Excerpted records:
[Start of section]

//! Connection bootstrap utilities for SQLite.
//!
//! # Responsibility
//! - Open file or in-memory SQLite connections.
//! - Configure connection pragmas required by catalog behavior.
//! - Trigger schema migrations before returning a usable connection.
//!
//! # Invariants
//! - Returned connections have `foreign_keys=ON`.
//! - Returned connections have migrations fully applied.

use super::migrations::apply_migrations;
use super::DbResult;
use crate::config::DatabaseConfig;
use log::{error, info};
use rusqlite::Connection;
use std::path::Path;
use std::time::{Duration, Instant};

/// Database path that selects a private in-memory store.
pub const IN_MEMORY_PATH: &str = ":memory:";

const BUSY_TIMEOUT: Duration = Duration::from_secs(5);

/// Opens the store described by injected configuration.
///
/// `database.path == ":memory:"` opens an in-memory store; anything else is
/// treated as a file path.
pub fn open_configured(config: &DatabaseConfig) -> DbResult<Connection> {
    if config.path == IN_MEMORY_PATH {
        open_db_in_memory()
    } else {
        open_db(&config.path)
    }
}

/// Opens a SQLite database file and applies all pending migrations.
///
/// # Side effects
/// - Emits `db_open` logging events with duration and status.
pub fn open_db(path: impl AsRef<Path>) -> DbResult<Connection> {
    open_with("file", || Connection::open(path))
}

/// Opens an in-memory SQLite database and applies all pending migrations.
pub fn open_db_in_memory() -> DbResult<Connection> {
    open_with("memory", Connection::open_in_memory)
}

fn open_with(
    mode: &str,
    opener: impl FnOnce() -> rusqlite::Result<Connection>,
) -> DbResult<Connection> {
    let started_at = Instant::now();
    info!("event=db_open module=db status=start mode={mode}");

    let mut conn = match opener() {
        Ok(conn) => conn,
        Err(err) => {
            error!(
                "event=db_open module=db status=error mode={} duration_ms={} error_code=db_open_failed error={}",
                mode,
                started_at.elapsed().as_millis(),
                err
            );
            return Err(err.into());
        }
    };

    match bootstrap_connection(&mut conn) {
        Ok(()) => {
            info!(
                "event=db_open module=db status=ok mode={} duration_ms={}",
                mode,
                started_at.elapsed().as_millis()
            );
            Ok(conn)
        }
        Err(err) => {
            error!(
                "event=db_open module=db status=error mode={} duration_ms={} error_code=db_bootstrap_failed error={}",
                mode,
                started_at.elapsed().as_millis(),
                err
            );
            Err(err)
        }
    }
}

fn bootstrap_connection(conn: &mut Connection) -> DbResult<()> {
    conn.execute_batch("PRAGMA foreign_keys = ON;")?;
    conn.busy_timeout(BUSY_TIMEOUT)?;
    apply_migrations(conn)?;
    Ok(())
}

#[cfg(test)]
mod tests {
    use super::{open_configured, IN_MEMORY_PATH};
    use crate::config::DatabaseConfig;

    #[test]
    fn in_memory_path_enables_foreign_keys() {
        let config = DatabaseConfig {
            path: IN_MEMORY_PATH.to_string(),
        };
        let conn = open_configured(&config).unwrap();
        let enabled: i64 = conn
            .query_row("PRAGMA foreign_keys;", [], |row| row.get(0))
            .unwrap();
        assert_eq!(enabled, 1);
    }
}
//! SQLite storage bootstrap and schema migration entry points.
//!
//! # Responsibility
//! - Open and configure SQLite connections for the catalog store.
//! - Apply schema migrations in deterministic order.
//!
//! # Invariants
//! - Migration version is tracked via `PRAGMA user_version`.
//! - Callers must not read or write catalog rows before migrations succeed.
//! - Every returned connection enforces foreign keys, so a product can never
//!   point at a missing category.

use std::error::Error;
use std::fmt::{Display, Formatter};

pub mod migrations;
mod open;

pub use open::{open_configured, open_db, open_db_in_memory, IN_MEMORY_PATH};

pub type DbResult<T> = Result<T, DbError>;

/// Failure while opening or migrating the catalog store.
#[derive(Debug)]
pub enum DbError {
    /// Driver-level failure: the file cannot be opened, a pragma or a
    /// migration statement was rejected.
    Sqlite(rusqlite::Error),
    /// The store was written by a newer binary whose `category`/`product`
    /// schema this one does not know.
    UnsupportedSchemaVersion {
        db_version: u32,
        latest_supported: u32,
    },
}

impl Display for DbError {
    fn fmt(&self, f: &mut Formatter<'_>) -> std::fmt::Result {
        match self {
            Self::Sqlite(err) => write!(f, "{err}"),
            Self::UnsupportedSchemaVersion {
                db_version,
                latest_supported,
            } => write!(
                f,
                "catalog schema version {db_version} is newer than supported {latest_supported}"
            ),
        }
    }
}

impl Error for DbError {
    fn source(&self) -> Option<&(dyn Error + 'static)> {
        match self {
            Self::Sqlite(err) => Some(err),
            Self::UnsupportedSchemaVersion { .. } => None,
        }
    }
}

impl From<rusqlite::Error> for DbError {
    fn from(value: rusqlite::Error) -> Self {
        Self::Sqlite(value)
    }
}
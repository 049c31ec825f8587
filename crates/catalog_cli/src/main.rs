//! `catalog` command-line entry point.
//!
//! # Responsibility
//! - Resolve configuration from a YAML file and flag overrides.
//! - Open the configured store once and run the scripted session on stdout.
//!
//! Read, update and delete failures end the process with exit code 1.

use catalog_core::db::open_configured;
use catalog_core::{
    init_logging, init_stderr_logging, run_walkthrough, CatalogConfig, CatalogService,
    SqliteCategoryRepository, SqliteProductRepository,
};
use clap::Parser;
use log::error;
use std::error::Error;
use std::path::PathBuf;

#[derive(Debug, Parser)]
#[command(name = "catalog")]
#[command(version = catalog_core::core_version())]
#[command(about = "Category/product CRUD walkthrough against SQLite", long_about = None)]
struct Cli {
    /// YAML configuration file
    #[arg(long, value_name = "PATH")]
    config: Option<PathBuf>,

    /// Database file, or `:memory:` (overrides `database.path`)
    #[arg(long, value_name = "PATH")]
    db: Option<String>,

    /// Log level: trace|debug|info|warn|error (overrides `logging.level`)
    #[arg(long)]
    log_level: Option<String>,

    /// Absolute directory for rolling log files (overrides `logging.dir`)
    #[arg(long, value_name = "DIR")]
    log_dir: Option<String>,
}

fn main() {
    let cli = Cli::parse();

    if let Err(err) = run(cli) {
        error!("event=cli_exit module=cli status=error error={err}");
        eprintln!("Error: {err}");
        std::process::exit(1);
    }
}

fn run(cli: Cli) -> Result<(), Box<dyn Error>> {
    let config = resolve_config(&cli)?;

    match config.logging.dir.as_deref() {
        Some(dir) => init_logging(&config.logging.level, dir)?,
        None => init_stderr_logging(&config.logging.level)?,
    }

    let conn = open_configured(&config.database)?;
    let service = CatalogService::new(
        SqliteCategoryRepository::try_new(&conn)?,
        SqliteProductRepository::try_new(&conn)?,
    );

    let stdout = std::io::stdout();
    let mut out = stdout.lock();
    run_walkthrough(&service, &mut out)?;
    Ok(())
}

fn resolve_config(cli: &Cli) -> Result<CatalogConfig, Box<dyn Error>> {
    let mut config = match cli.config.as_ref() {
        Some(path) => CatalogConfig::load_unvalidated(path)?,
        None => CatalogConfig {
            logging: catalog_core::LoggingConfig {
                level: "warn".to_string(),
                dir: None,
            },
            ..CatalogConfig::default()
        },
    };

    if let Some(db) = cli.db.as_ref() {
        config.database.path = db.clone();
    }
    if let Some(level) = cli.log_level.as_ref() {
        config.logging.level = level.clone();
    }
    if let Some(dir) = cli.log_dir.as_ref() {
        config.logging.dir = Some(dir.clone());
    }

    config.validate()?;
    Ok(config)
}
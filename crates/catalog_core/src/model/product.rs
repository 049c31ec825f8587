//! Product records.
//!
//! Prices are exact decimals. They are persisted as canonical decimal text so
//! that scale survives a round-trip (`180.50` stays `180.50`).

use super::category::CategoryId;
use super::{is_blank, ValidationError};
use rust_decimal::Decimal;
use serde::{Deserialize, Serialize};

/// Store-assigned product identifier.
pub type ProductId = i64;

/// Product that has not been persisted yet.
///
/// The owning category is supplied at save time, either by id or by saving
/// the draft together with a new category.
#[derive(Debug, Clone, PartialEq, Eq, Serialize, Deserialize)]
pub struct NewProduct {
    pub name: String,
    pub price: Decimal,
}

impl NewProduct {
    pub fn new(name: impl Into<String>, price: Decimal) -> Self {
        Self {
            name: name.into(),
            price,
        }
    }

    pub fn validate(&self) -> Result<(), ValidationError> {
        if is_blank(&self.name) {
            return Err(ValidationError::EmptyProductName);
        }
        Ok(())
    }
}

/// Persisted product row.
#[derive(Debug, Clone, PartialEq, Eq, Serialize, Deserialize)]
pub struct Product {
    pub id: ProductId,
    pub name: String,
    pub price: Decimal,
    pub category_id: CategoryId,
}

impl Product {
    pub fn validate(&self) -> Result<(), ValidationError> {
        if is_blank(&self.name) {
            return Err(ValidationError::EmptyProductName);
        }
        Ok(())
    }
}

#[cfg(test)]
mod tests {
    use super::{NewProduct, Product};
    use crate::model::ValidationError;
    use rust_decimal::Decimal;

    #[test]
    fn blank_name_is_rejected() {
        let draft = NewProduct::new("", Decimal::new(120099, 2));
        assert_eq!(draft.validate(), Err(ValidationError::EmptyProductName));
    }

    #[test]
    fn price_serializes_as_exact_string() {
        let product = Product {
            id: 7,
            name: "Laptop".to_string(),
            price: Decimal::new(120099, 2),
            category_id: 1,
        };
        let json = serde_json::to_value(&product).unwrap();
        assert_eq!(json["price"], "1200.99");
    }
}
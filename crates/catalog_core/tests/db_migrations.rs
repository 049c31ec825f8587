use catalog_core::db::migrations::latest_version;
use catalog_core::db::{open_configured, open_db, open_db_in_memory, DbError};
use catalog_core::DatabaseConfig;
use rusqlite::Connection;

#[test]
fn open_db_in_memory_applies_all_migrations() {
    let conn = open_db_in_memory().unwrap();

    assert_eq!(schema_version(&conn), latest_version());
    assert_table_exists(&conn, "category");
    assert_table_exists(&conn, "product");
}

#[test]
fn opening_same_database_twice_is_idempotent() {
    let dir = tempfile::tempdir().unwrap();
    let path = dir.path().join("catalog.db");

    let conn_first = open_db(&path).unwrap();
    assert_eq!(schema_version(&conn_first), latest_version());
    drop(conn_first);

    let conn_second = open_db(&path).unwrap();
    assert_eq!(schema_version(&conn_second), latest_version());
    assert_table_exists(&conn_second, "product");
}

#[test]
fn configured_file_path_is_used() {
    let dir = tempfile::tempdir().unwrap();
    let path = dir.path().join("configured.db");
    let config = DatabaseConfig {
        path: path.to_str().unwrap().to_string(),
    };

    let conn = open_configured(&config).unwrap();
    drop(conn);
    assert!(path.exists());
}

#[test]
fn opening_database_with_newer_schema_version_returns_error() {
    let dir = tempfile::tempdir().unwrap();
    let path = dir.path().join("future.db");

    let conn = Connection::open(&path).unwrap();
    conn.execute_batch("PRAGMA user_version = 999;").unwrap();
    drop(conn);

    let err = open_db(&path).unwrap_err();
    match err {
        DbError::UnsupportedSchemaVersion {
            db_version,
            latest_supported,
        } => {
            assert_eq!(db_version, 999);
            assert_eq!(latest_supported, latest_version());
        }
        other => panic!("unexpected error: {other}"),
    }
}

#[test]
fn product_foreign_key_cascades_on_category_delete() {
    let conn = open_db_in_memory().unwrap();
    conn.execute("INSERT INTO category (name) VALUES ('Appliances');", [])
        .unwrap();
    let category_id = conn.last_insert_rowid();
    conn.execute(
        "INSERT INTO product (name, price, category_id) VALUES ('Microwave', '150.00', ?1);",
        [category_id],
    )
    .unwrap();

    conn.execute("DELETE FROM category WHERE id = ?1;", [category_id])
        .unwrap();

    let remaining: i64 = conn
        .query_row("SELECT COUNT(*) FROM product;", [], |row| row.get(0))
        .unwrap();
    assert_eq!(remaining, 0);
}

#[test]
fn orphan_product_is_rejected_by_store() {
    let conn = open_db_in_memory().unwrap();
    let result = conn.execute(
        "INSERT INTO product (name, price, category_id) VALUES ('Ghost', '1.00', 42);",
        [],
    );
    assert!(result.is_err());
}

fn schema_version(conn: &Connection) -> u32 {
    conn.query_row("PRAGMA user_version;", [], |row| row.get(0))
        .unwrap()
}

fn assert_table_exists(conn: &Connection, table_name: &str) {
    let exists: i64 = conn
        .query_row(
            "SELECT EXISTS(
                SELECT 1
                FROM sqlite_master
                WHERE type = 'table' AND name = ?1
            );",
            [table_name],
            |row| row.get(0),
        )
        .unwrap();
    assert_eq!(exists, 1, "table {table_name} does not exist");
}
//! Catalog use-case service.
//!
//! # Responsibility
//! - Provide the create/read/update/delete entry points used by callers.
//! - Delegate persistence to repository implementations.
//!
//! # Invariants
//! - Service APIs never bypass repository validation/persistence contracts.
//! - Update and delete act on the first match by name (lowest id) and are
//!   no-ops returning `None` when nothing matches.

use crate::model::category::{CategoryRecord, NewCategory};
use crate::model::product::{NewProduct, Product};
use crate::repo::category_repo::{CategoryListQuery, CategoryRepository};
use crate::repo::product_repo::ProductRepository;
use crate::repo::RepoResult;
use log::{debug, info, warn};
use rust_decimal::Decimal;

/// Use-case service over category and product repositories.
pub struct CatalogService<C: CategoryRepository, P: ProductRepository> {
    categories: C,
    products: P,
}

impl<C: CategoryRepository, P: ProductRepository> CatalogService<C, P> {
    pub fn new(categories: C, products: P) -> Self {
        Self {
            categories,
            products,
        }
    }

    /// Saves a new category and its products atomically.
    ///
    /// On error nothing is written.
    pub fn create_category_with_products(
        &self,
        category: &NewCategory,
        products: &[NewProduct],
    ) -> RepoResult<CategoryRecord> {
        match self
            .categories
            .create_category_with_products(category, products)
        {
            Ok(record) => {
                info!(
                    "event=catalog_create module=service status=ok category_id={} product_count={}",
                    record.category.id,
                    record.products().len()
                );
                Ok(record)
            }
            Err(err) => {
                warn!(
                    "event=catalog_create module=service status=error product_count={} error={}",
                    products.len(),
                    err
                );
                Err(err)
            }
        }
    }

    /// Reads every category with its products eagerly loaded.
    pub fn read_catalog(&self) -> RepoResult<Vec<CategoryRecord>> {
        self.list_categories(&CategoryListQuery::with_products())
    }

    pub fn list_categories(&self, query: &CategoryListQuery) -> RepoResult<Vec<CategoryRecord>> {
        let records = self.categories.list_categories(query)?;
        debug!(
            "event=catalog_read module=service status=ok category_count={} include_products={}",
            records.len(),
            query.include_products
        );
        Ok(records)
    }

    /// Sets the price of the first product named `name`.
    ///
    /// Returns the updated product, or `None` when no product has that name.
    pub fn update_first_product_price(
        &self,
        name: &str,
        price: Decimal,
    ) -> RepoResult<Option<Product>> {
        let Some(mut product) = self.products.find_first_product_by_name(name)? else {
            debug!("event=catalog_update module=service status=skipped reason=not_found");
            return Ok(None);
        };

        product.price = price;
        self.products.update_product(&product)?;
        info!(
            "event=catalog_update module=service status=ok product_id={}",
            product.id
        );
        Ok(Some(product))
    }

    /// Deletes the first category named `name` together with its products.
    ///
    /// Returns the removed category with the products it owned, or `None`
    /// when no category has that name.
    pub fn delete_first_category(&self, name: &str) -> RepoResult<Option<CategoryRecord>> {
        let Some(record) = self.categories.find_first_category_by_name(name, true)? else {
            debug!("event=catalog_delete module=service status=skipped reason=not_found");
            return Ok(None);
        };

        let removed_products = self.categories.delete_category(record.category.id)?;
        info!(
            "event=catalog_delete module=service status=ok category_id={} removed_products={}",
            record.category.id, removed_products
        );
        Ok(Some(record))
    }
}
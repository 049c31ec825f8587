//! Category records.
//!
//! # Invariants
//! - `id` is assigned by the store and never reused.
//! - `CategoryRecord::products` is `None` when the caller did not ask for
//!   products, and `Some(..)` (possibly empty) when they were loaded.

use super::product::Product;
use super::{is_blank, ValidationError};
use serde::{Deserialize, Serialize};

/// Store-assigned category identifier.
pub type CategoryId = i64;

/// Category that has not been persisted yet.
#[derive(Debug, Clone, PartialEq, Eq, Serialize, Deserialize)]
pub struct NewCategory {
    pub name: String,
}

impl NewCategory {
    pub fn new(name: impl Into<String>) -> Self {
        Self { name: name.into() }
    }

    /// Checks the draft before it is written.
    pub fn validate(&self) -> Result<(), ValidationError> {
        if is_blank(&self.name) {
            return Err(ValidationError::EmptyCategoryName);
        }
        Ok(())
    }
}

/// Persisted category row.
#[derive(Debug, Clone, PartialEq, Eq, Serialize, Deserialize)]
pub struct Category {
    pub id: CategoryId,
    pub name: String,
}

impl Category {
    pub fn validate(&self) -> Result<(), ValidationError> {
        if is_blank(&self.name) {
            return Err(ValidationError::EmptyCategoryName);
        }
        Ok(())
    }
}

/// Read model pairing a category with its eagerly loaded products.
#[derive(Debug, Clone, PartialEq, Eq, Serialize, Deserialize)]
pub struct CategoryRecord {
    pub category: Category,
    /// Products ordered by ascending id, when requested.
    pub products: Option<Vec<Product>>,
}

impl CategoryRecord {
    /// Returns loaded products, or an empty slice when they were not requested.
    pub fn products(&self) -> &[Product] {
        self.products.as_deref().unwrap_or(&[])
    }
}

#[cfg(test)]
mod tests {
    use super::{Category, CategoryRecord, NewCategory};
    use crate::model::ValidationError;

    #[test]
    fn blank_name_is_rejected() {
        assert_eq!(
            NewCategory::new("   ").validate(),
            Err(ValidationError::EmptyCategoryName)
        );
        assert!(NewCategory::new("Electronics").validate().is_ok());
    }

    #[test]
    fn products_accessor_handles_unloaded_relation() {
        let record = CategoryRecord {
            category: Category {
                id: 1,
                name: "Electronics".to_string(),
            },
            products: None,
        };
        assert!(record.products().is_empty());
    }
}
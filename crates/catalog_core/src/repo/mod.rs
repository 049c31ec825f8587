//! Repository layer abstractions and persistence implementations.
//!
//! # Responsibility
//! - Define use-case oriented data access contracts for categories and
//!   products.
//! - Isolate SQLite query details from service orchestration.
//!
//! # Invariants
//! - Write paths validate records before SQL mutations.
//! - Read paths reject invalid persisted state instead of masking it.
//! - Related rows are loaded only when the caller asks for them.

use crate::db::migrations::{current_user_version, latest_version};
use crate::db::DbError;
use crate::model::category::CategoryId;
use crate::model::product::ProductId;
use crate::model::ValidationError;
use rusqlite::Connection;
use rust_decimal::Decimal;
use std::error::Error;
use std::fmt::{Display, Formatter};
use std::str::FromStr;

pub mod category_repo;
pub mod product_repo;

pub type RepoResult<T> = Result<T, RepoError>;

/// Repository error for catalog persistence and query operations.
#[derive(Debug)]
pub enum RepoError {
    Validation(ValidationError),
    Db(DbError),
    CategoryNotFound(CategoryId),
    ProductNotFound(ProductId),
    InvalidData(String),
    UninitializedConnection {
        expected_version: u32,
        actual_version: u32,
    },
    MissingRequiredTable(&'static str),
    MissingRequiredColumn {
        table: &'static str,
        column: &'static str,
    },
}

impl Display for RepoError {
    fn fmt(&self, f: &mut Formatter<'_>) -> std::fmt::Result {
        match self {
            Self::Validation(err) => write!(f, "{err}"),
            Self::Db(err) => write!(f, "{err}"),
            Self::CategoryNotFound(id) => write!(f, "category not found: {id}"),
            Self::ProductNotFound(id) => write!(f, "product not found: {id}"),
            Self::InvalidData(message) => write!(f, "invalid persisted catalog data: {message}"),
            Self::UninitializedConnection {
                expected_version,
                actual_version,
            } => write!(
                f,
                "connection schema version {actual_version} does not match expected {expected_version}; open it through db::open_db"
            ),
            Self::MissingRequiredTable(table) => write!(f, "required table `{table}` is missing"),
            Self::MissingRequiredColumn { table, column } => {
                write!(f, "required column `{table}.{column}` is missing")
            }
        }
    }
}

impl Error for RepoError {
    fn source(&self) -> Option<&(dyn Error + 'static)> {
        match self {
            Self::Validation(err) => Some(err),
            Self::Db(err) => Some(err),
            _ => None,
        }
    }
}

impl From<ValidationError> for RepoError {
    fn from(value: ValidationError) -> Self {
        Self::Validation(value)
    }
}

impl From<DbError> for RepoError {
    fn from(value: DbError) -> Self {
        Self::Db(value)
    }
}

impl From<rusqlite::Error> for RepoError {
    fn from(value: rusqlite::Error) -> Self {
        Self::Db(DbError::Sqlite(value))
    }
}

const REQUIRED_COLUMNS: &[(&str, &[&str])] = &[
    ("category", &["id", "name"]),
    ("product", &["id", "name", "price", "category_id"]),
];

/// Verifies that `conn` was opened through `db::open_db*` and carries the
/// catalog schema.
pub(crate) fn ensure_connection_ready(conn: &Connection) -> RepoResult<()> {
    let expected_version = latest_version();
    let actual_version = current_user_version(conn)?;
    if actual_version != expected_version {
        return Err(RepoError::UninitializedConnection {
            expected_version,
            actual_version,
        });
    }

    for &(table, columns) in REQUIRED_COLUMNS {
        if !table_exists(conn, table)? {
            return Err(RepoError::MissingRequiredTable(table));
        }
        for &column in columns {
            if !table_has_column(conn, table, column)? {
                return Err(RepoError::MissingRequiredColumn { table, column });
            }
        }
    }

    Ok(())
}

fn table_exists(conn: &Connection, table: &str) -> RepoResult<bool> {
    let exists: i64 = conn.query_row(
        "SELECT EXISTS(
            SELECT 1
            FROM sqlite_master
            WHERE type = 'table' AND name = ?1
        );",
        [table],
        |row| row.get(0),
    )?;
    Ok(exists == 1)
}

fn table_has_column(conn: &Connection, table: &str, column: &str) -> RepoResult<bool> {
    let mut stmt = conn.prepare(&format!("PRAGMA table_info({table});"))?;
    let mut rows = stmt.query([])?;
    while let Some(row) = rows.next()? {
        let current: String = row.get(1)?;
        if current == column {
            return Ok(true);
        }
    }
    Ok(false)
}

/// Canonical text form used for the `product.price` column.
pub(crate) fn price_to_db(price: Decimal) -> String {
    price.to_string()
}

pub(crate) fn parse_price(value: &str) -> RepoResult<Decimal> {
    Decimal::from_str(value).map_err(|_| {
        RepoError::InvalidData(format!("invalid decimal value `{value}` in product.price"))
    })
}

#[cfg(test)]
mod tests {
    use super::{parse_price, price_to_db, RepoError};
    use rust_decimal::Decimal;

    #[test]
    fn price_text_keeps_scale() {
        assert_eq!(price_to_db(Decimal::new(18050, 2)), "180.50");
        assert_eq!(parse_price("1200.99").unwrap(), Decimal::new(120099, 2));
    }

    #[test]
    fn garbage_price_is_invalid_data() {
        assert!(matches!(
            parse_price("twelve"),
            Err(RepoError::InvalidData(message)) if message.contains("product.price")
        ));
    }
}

[End of section]

Assignment: From the records above, extract exactly and only the lines that begin at the line with "fn resolve_config(cli: &Cli)" and stop after the line with "pub type ProductId = i64;".

Expected answer:
fn resolve_config(cli: &Cli) -> Result<CatalogConfig, Box<dyn Error>> {
    let mut config = match cli.config.as_ref() {
        Some(path) => CatalogConfig::load_unvalidated(path)?,
        None => CatalogConfig {
            logging: catalog_core::LoggingConfig {
                level: "warn".to_string(),
                dir: None,
            },
            ..CatalogConfig::default()
        },
    };

    if let Some(db) = cli.db.as_ref() {
        config.database.path = db.clone();
    }
    if let Some(level) = cli.log_level.as_ref() {
        config.logging.level = level.clone();
    }
    if let Some(dir) = cli.log_dir.as_ref() {
        config.logging.dir = Some(dir.clone());
    }

    config.validate()?;
    Ok(config)
}
filename crates/catalog_core/src/model/product.rs
repository 049c31ec825f8587
//! Product records.
//!
//! Prices are exact decimals. They are persisted as canonical decimal text so
//! that scale survives a round-trip (`180.50` stays `180.50`).

use super::category::CategoryId;
use super::{is_blank, ValidationError};
use rust_decimal::Decimal;
use serde::{Deserialize, Serialize};

/// Store-assigned product identifier.
pub type ProductId = i64;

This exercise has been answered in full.